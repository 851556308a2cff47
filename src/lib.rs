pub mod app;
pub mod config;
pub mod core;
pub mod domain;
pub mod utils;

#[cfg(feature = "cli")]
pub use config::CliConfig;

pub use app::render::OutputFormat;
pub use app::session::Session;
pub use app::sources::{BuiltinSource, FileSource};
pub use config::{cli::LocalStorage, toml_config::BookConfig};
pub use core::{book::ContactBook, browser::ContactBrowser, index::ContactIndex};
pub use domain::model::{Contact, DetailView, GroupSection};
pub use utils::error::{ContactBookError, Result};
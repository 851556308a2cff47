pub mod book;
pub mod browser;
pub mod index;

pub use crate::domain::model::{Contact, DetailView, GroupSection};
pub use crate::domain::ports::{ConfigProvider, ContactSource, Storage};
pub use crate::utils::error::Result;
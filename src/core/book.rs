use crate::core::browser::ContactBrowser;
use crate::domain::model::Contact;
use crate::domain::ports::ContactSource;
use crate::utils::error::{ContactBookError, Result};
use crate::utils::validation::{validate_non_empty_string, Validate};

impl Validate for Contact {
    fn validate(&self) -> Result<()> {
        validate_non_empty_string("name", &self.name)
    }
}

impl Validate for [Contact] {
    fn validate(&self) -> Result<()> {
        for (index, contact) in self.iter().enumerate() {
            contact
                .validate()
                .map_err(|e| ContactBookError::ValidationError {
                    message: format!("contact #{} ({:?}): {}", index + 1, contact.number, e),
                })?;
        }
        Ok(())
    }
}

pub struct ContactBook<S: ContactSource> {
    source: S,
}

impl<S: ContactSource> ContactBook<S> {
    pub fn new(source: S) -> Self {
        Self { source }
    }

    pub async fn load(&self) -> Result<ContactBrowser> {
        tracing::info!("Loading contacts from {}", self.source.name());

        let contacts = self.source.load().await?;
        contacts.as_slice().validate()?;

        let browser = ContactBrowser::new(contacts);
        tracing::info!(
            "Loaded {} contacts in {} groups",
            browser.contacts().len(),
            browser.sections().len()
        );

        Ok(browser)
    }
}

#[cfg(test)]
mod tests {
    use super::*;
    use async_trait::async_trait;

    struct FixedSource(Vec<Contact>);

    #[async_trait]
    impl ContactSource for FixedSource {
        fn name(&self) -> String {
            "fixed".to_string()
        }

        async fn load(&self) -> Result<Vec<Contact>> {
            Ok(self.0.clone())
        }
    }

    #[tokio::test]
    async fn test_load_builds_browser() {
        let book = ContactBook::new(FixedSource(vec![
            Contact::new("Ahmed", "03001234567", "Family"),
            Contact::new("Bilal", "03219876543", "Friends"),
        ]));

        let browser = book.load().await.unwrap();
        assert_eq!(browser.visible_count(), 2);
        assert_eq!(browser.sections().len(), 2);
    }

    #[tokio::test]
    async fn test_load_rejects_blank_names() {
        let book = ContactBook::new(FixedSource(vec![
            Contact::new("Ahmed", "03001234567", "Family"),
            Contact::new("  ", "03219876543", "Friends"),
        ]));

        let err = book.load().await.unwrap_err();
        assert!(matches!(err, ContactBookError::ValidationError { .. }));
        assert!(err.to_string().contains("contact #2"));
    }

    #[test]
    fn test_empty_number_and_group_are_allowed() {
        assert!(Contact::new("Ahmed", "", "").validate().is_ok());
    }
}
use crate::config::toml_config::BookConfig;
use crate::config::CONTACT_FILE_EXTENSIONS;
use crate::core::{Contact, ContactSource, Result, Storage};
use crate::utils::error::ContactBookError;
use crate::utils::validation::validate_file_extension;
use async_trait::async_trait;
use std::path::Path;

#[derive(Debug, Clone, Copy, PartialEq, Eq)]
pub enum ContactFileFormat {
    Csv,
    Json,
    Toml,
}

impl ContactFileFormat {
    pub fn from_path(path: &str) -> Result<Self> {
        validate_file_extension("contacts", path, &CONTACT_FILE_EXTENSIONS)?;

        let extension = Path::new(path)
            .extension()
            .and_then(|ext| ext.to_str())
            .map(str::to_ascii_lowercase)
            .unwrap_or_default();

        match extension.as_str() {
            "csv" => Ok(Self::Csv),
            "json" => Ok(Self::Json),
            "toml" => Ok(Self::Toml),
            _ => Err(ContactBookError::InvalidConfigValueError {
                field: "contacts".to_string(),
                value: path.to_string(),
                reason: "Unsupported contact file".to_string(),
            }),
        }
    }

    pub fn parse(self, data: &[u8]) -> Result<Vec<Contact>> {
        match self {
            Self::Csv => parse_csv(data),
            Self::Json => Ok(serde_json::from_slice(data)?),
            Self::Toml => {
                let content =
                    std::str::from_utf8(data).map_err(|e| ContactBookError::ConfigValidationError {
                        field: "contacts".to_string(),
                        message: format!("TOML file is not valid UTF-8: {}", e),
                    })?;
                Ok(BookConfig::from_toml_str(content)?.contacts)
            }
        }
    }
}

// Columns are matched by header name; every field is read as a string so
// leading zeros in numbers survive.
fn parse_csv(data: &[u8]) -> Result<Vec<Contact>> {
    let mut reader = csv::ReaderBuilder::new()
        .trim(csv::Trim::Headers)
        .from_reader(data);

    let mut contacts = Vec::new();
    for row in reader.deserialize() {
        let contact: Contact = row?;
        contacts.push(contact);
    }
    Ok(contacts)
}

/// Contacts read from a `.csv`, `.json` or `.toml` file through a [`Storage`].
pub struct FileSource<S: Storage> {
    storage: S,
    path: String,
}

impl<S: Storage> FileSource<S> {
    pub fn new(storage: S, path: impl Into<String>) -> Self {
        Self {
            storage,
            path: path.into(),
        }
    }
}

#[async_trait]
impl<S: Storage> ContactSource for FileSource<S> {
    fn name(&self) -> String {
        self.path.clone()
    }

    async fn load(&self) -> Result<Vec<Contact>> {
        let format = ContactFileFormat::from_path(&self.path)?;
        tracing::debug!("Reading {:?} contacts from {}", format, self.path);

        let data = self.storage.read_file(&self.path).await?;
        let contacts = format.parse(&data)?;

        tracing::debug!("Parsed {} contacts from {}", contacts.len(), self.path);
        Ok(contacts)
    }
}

━━━━━━━━━━━━━━━━━━━━

Could you output the records in full, exactly as written?

repository 851556308a2cff47
filename src/lib.rs
pub mod app;
pub mod config;
pub mod core;
pub mod domain;
pub mod utils;

#[cfg(feature = "cli")]
pub use config::CliConfig;

pub use app::render::OutputFormat;
pub use app::session::Session;
pub use app::sources::{BuiltinSource, FileSource};
pub use config::{cli::LocalStorage, toml_config::BookConfig};
pub use core::{book::ContactBook, browser::ContactBrowser, index::ContactIndex};
pub use domain::model::{Contact, DetailView, GroupSection};
pub use utils::error::{ContactBookError, Result};
repository 851556308a2cff47
pub mod book;
pub mod browser;
pub mod index;

pub use crate::domain::model::{Contact, DetailView, GroupSection};
pub use crate::domain::ports::{ConfigProvider, ContactSource, Storage};
pub use crate::utils::error::Result;
filename src/core/book.rs
use crate::core::browser::ContactBrowser;
use crate::domain::model::Contact;
use crate::domain::ports::ContactSource;
use crate::utils::error::{ContactBookError, Result};
use crate::utils::validation::{validate_non_empty_string, Validate};

impl Validate for Contact {
    fn validate(&self) -> Result<()> {
        validate_non_empty_string("name", &self.name)
    }
}

impl Validate for [Contact] {
    fn validate(&self) -> Result<()> {
        for (index, contact) in self.iter().enumerate() {
            contact
                .validate()
                .map_err(|e| ContactBookError::ValidationError {
                    message: format!("contact #{} ({:?}): {}", index + 1, contact.number, e),
                })?;
        }
        Ok(())
    }
}

pub struct ContactBook<S: ContactSource> {
    source: S,
}

impl<S: ContactSource> ContactBook<S> {
    pub fn new(source: S) -> Self {
        Self { source }
    }

    pub async fn load(&self) -> Result<ContactBrowser> {
        tracing::info!("Loading contacts from {}", self.source.name());

        let contacts = self.source.load().await?;
        contacts.as_slice().validate()?;

        let browser = ContactBrowser::new(contacts);
        tracing::info!(
            "Loaded {} contacts in {} groups",
            browser.contacts().len(),
            browser.sections().len()
        );

        Ok(browser)
    }
}

#[cfg(test)]
mod tests {
    use super::*;
    use async_trait::async_trait;

    struct FixedSource(Vec<Contact>);

    #[async_trait]
    impl ContactSource for FixedSource {
        fn name(&self) -> String {
            "fixed".to_string()
        }

        async fn load(&self) -> Result<Vec<Contact>> {
            Ok(self.0.clone())
        }
    }

    #[tokio::test]
    async fn test_load_builds_browser() {
        let book = ContactBook::new(FixedSource(vec![
            Contact::new("Ahmed", "03001234567", "Family"),
            Contact::new("Bilal", "03219876543", "Friends"),
        ]));

        let browser = book.load().await.unwrap();
        assert_eq!(browser.visible_count(), 2);
        assert_eq!(browser.sections().len(), 2);
    }

    #[tokio::test]
    async fn test_load_rejects_blank_names() {
        let book = ContactBook::new(FixedSource(vec![
            Contact::new("Ahmed", "03001234567", "Family"),
            Contact::new("  ", "03219876543", "Friends"),
        ]));

        let err = book.load().await.unwrap_err();
        assert!(matches!(err, ContactBookError::ValidationError { .. }));
        assert!(err.to_string().contains("contact #2"));
    }

    #[test]
    fn test_empty_number_and_group_are_allowed() {
        assert!(Contact::new("Ahmed", "", "").validate().is_ok());
    }
}
use crate::config::toml_config::BookConfig;
use crate::config::CONTACT_FILE_EXTENSIONS;
use crate::core::{Contact, ContactSource, Result, Storage};
use crate::utils::error::ContactBookError;
use crate::utils::validation::validate_file_extension;
use async_trait::async_trait;
use std::path::Path;

#[derive(Debug, Clone, Copy, PartialEq, Eq)]
pub enum ContactFileFormat {
    Csv,
    Json,
    Toml,
}

impl ContactFileFormat {
    pub fn from_path(path: &str) -> Result<Self> {
        validate_file_extension("contacts", path, &CONTACT_FILE_EXTENSIONS)?;

        let extension = Path::new(path)
            .extension()
            .and_then(|ext| ext.to_str())
            .map(str::to_ascii_lowercase)
            .unwrap_or_default();

        match extension.as_str() {
            "csv" => Ok(Self::Csv),
            "json" => Ok(Self::Json),
            "toml" => Ok(Self::Toml),
            _ => Err(ContactBookError::InvalidConfigValueError {
                field: "contacts".to_string(),
                value: path.to_string(),
                reason: "Unsupported contact file".to_string(),
            }),
        }
    }

    pub fn parse(self, data: &[u8]) -> Result<Vec<Contact>> {
        match self {
            Self::Csv => parse_csv(data),
            Self::Json => Ok(serde_json::from_slice(data)?),
            Self::Toml => {
                let content =
                    std::str::from_utf8(data).map_err(|e| ContactBookError::ConfigValidationError {
                        field: "contacts".to_string(),
                        message: format!("TOML file is not valid UTF-8: {}", e),
                    })?;
                Ok(BookConfig::from_toml_str(content)?.contacts)
            }
        }
    }
}

// Columns are matched by header name; every field is read as a string so
// leading zeros in numbers survive.
fn parse_csv(data: &[u8]) -> Result<Vec<Contact>> {
    let mut reader = csv::ReaderBuilder::new()
        .trim(csv::Trim::Headers)
        .from_reader(data);

    let mut contacts = Vec::new();
    for row in reader.deserialize() {
        let contact: Contact = row?;
        contacts.push(contact);
    }
    Ok(contacts)
}

/// Contacts read from a `.csv`, `.json` or `.toml` file through a [`Storage`].
pub struct FileSource<S: Storage> {
    storage: S,
    path: String,
}

impl<S: Storage> FileSource<S> {
    pub fn new(storage: S, path: impl Into<String>) -> Self {
        Self {
            storage,
            path: path.into(),
        }
    }
}

#[async_trait]
impl<S: Storage> ContactSource for FileSource<S> {
    fn name(&self) -> String {
        self.path.clone()
    }

    async fn load(&self) -> Result<Vec<Contact>> {
        let format = ContactFileFormat::from_path(&self.path)?;
        tracing::debug!("Reading {:?} contacts from {}", format, self.path);

        let data = self.storage.read_file(&self.path).await?;
        let contacts = format.parse(&data)?;

        tracing::debug!("Parsed {} contacts from {}", contacts.len(), self.path);
        Ok(contacts)
    }
}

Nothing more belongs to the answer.